No habrá otro. El tercer paseíllo del año para Víctor Barrio se convirtió en un cadalso inesperado. En el toreo la tragedia siempre sobrevuela pero nunca aterriza. Lo hizo en la Feria del Ángel de Teruel, en el tercer toro del martes. La realidad es terrible. ‘Lorenzo’ lo derribó. En el suelo una dentellada carnívora enterró medio pitón en el pecho del matador atravesándolo de lado a lado.
El parte médico es una ristra de incompatibilidades, una secuencia aterradora de heridas imposibles. “No se ha podido hacer nada”, se resignaba la doctora Ana Cristina Utrillas, cirujana jefe de la plaza de toros, con los medios. La “perforación del pulmón derecho y aorta torácica, con disección hasta el hemitórax izquierdo”, dicen que tocó el corazón, anegó los esfuerzos médicos y dejó postrado el cuerpo sin brillos ni alamares sobre la camilla de la enfermería.
En la puerta, la cuadrilla lloraba. Su mujer Raquel se deshacía sobre el ya apagado e inmóvil matador, cuentan. Víctor Barrio es el segundo torero que muere en una plaza de toros española desde 1985, cuando Yiyo se elevó en Colmenar Viejo. El primero en el siglo XXI. Muy parecidas las dos cornadas. La puñalada certera al torso seca la vida, el único hueco de la anatomía que se escurre a los cirujanos. Es también la tercera muerte del año: El Pana y el novillero peruano Renato Motta encontraron el final en la arena.

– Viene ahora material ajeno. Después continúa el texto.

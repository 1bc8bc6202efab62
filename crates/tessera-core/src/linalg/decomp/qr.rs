//! QR decomposition via Householder reflections.
//!
//! Factors an `m x n` matrix as `A = Q R` with `Q` (`m x k`) having
//! orthonormal columns and `R` (`k x n`) upper trapezoidal, `k = min(m, n)`.
//! The packed form follows LAPACK: `R` on and above the diagonal, each
//! reflector's tail below it, scales in `tau`.

use std::sync::OnceLock;

use crate::array::NdArray;
use crate::error::{CoreError, Result};
use crate::kernel::{NumericKernel, Transpose};
use crate::linalg::{col_major, from_col_major, ld, matrix_dims, rhs_dims, status};

/// Result of `geqrf` on a copy of the operand.
#[derive(Debug)]
pub struct QrDecomposition<'k> {
    kernel: &'k dyn NumericKernel,
    /// Column-major `m x n` packed factors.
    packed: Vec<f64>,
    tau: Vec<f64>,
    m: usize,
    n: usize,
    q: OnceLock<NdArray<f64>>,
    r: OnceLock<NdArray<f64>>,
}

#[allow(clippy::many_single_char_names)]
impl<'k> QrDecomposition<'k> {
    /// Factor `a` with `kernel`. `a` is left unmodified.
    ///
    /// ```
    /// # use tessera_core::array::NdArray;
    /// # use tessera_core::kernel::ReferenceKernel;
    /// # use tessera_core::linalg::QrDecomposition;
    /// let a = NdArray::from_rows(&[[12.0, -51.0, 4.0], [6.0, 167.0, -68.0], [-4.0, 24.0, -41.0]]).unwrap();
    /// let qr = QrDecomposition::decompose(&ReferenceKernel, &a).unwrap();
    /// assert!((qr.r().get(&[0, 0]).unwrap().abs() - 14.0).abs() < 1e-12);
    /// ```
    pub fn decompose(kernel: &'k dyn NumericKernel, a: &NdArray<f64>) -> Result<Self> {
        let (m, n) = matrix_dims(a)?;
        log::debug!("QR decomposition of a {m}x{n} matrix on `{}`", kernel.name());

        let mut packed = col_major(a);
        let mut tau = vec![0.0; m.min(n)];
        status("geqrf", kernel.geqrf(m, n, &mut packed, ld(m), &mut tau))?;
        Ok(Self {
            kernel,
            packed,
            tau,
            m,
            n,
            q: OnceLock::new(),
            r: OnceLock::new(),
        })
    }

    #[inline]
    fn at(&self, i: usize, j: usize) -> f64 {
        self.packed[i + j * self.m]
    }

    /// Householder scales, one per reflector.
    pub fn tau(&self) -> NdArray<f64> {
        NdArray::from_fn(vec![self.tau.len()], |idx| self.tau[idx[0]])
    }

    /// The packed factors as a fresh `m x n` array.
    pub fn packed(&self) -> Result<NdArray<f64>> {
        from_col_major(self.packed.clone(), vec![self.m, self.n])
    }

    /// `Q` with `k` orthonormal columns, built by `orgqr` on first use.
    pub fn q(&self) -> Result<&NdArray<f64>> {
        if let Some(q) = self.q.get() {
            return Ok(q);
        }
        let k = self.tau.len();
        let mut q = self.packed[..self.m * k].to_vec();
        status("orgqr", self.kernel.orgqr(self.m, k, k, &mut q, ld(self.m), &self.tau))?;
        let q = from_col_major(q, vec![self.m, k])?;
        Ok(self.q.get_or_init(|| q))
    }

    /// `R`, `k x n`.
    pub fn r(&self) -> &NdArray<f64> {
        self.r.get_or_init(|| {
            NdArray::from_fn(vec![self.tau.len(), self.n], |idx| {
                let (i, j) = (idx[0], idx[1]);
                if j >= i {
                    self.at(i, j)
                } else {
                    0.0
                }
            })
        })
    }

    /// Whether every diagonal entry of `R` is above
    /// `max(m, n) * eps * max|R_ii|`.
    pub fn is_full_rank(&self) -> bool {
        let k = self.tau.len();
        let largest = (0..k).map(|i| self.at(i, i).abs()).fold(0.0, f64::max);
        let tol = self.m.max(self.n) as f64 * f64::EPSILON * largest;
        (0..k).all(|i| self.at(i, i).abs() > tol)
    }

    /// Least-squares solution of `A X ≈ B` for `m >= n` and full rank.
    ///
    /// `b` is 1-D or 2-D with `m` rows; the solution has `n`.
    pub fn solve(&self, b: &NdArray<f64>) -> Result<NdArray<f64>> {
        let (m, n) = (self.m, self.n);
        if m < n {
            return Err(CoreError::InvalidArgument {
                reason: "QR solve needs at least as many rows as columns",
            });
        }
        let (rows, nrhs) = rhs_dims(b)?;
        if rows != m {
            return Err(CoreError::ShapeMismatch {
                expected: vec![m, nrhs],
                got: b.shape().to_vec(),
            });
        }
        if !self.is_full_rank() {
            return Err(CoreError::SingularMatrix);
        }

        // y = Qᵗ b, then back-substitute R x = y.
        let q = col_major(self.q()?);
        let mut y = vec![0.0; n * nrhs];
        let info = self.kernel.gemm(
            Transpose::Yes,
            Transpose::No,
            n,
            nrhs,
            m,
            1.0,
            &q,
            ld(m),
            &col_major(b),
            ld(m),
            0.0,
            &mut y,
            ld(n),
        );
        status("gemm", info)?;
        for col in y.chunks_mut(n.max(1)).take(nrhs) {
            for i in (0..n).rev() {
                let mut acc = col[i];
                for l in (i + 1)..n {
                    acc -= self.at(i, l) * col[l];
                }
                col[i] = acc / self.at(i, i);
            }
        }

        let shape = if b.ndim() == 1 { vec![n] } else { vec![n, nrhs] };
        from_col_major(y, shape)
    }
}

Tenía 29 años. Era segoviano, de Grajera, donde solía entrenar aunque hacía vida en Sepúlveda, junto a su esposa. Se casaron hace año y medio, en octubre de 2014. Víctor Barrio halló su afición de casualidad. Hasta entonces siempre se había decantado por el golf. “Uno de sus primeros trabajos estuvo relacionado con ese deporte, le encantaba”, explica alguien que lo conocía. El toreo fue una revelación. Y con 20 años, en noviembre de 2007, toreó por primera vez en público.

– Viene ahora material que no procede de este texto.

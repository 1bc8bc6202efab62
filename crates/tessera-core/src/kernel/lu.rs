//! LU factorization with partial pivoting and the routines built on it.

use super::{matrix_len, Transpose};

/// Right-looking elimination; the first row holding the largest magnitude
/// in the pivot column wins.
pub(super) fn getrf(m: usize, n: usize, a: &mut [f64], lda: usize, ipiv: &mut [i32]) -> i32 {
    require!(lda >= m.max(1), 4);
    require!(a.len() >= matrix_len(m, n, lda), 3);
    require!(ipiv.len() >= m.min(n), 5);

    let mut info = 0;
    for k in 0..m.min(n) {
        let mut p = k;
        let mut best = a[k + k * lda].abs();
        for i in (k + 1)..m {
            let v = a[i + k * lda].abs();
            if v > best {
                best = v;
                p = i;
            }
        }
        ipiv[k] = (p + 1) as i32;

        if a[p + k * lda] != 0.0 {
            if p != k {
                for j in 0..n {
                    a.swap(k + j * lda, p + j * lda);
                }
            }
            let pivot = a[k + k * lda];
            for i in (k + 1)..m {
                a[i + k * lda] /= pivot;
            }
        } else if info == 0 {
            info = (k + 1) as i32;
        }

        for j in (k + 1)..n {
            let akj = a[k + j * lda];
            if akj == 0.0 {
                continue;
            }
            for i in (k + 1)..m {
                a[i + j * lda] -= a[i + k * lda] * akj;
            }
        }
    }
    info
}

/// Triangular solves against `getrf` factors, one right-hand side column at
/// a time.
#[allow(clippy::too_many_arguments)]
pub(super) fn getrs(
    trans: Transpose,
    n: usize,
    nrhs: usize,
    a: &[f64],
    lda: usize,
    ipiv: &[i32],
    b: &mut [f64],
    ldb: usize,
) -> i32 {
    require!(lda >= n.max(1), 5);
    require!(a.len() >= matrix_len(n, n, lda), 4);
    require!(ipiv.len() >= n, 6);
    require!(ipiv[..n].iter().all(|&p| p >= 1 && p as usize <= n), 6);
    require!(ldb >= n.max(1), 8);
    require!(b.len() >= matrix_len(n, nrhs, ldb), 7);

    for r in 0..nrhs {
        let x = &mut b[r * ldb..r * ldb + n];
        match trans {
            Transpose::No => {
                for (i, &p) in ipiv[..n].iter().enumerate() {
                    x.swap(i, p as usize - 1);
                }
                // L y = P b, unit diagonal
                for j in 0..n {
                    let xj = x[j];
                    for i in (j + 1)..n {
                        x[i] -= a[i + j * lda] * xj;
                    }
                }
                // U x = y
                for j in (0..n).rev() {
                    x[j] /= a[j + j * lda];
                    let xj = x[j];
                    for i in 0..j {
                        x[i] -= a[i + j * lda] * xj;
                    }
                }
            }
            Transpose::Yes => {
                // Uᵗ y = b
                for j in 0..n {
                    let dot: f64 = (0..j).map(|i| a[i + j * lda] * x[i]).sum();
                    x[j] = (x[j] - dot) / a[j + j * lda];
                }
                // Lᵗ z = y, unit diagonal
                for j in (0..n).rev() {
                    let dot: f64 = ((j + 1)..n).map(|i| a[i + j * lda] * x[i]).sum();
                    x[j] -= dot;
                }
                for (i, &p) in ipiv[..n].iter().enumerate().rev() {
                    x.swap(i, p as usize - 1);
                }
            }
        }
    }
    0
}

/// Inverse from `getrf` factors; positive status `i` when `U[i-1, i-1]`
/// is zero.
pub(super) fn getri(n: usize, a: &mut [f64], lda: usize, ipiv: &[i32]) -> i32 {
    require!(lda >= n.max(1), 3);
    require!(a.len() >= matrix_len(n, n, lda), 2);
    require!(ipiv.len() >= n, 4);

    if let Some(i) = (0..n).find(|&i| a[i + i * lda] == 0.0) {
        return (i + 1) as i32;
    }

    let mut inv = vec![0.0; n * n];
    for i in 0..n {
        inv[i + i * n] = 1.0;
    }
    let info = getrs(Transpose::No, n, n, a, lda, ipiv, &mut inv, n.max(1));
    if info != 0 {
        return -4;
    }
    for j in 0..n {
        a[j * lda..j * lda + n].copy_from_slice(&inv[j * n..(j + 1) * n]);
    }
    0
}

/// `getrf` followed by `getrs`; stops at the factorization when a pivot is
/// zero.
#[allow(clippy::too_many_arguments)]
pub(super) fn gesv(
    n: usize,
    nrhs: usize,
    a: &mut [f64],
    lda: usize,
    ipiv: &mut [i32],
    b: &mut [f64],
    ldb: usize,
) -> i32 {
    require!(lda >= n.max(1), 4);
    require!(a.len() >= matrix_len(n, n, lda), 3);
    require!(ipiv.len() >= n, 5);
    require!(ldb >= n.max(1), 7);
    require!(b.len() >= matrix_len(n, nrhs, ldb), 6);

    let info = getrf(n, n, a, lda, ipiv);
    if info != 0 {
        return info;
    }
    getrs(Transpose::No, n, nrhs, a, lda, ipiv, b, ldb)
}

Sánchez Puerto le enseñó cómo coger una muleta. Se vestiría por fin de luces un año después. Desde entonces su trayectoria como novillero fue progresiva, una escalada en la que recogió premios y trofeos, coleccionó orejas y rabos, recopilando fotografías a hombros allá donde iba. De Herrera del Duque a Sepúlveda, su debut con picadores, Víctor Barrio se hizo figura de los novilleros. Delgado, muy alto, espigado, destacaba sobre los demás. El valor seco hizo el resto. El botín de novilladas no paraba de engordar: en los últimos dos años sumó casi cien actuaciones. Tuvo muy buen ambiente en Las Ventas. Se presentó allí en 2010 y estuvo anunciado cuatro veces durante la misma temporada en la primera plaza del mundo, que hizo suya. Volvió a Madrid para convertirse en matador de toros.
Todo cambió. La inercia se frenó, como suele ocurrir, y le costaba entrar en las ferias, de las que fue desapareciendo poco a poco. El rodillo del toreo es imparable. “Nunca dejó de entrenar, sabía que su momento estaba por llegar”. En medio de la lucha por zafarse del banquillo tuvo tiempo para detenerse a observar. Entendió que hacía falta más implicación de los toreros y se encendió la bombilla. “Adoraba a los niños, se volvía loco con ellos”, explican.
Comenzó entonces a organizar y participar en actos con los más jóvenes, los enseñaba a torear de salón, les explicaba el toreo y fue ganando años para un sector que le había olvidado, soplando a una afición incomprendida y maltrata por todos. “Le gustaba la vida y le chiflaba explicar lo que hacía”. Este año sólo había toreado en Valdemorillo, donde fue triunfador el año pasado, y en San Isidro.
Víctor Barrio, cuyo cuerpo será trasladado a Sepúlveda después de la autopsia, dio la última lección en Teruel este sábado. La definitiva: los toros matan. Lo hizo sabiéndolo. La realidad flota en el ambiente, pesada y estrecha, amarga, una noche que durará años. Barrio se murió viviendo.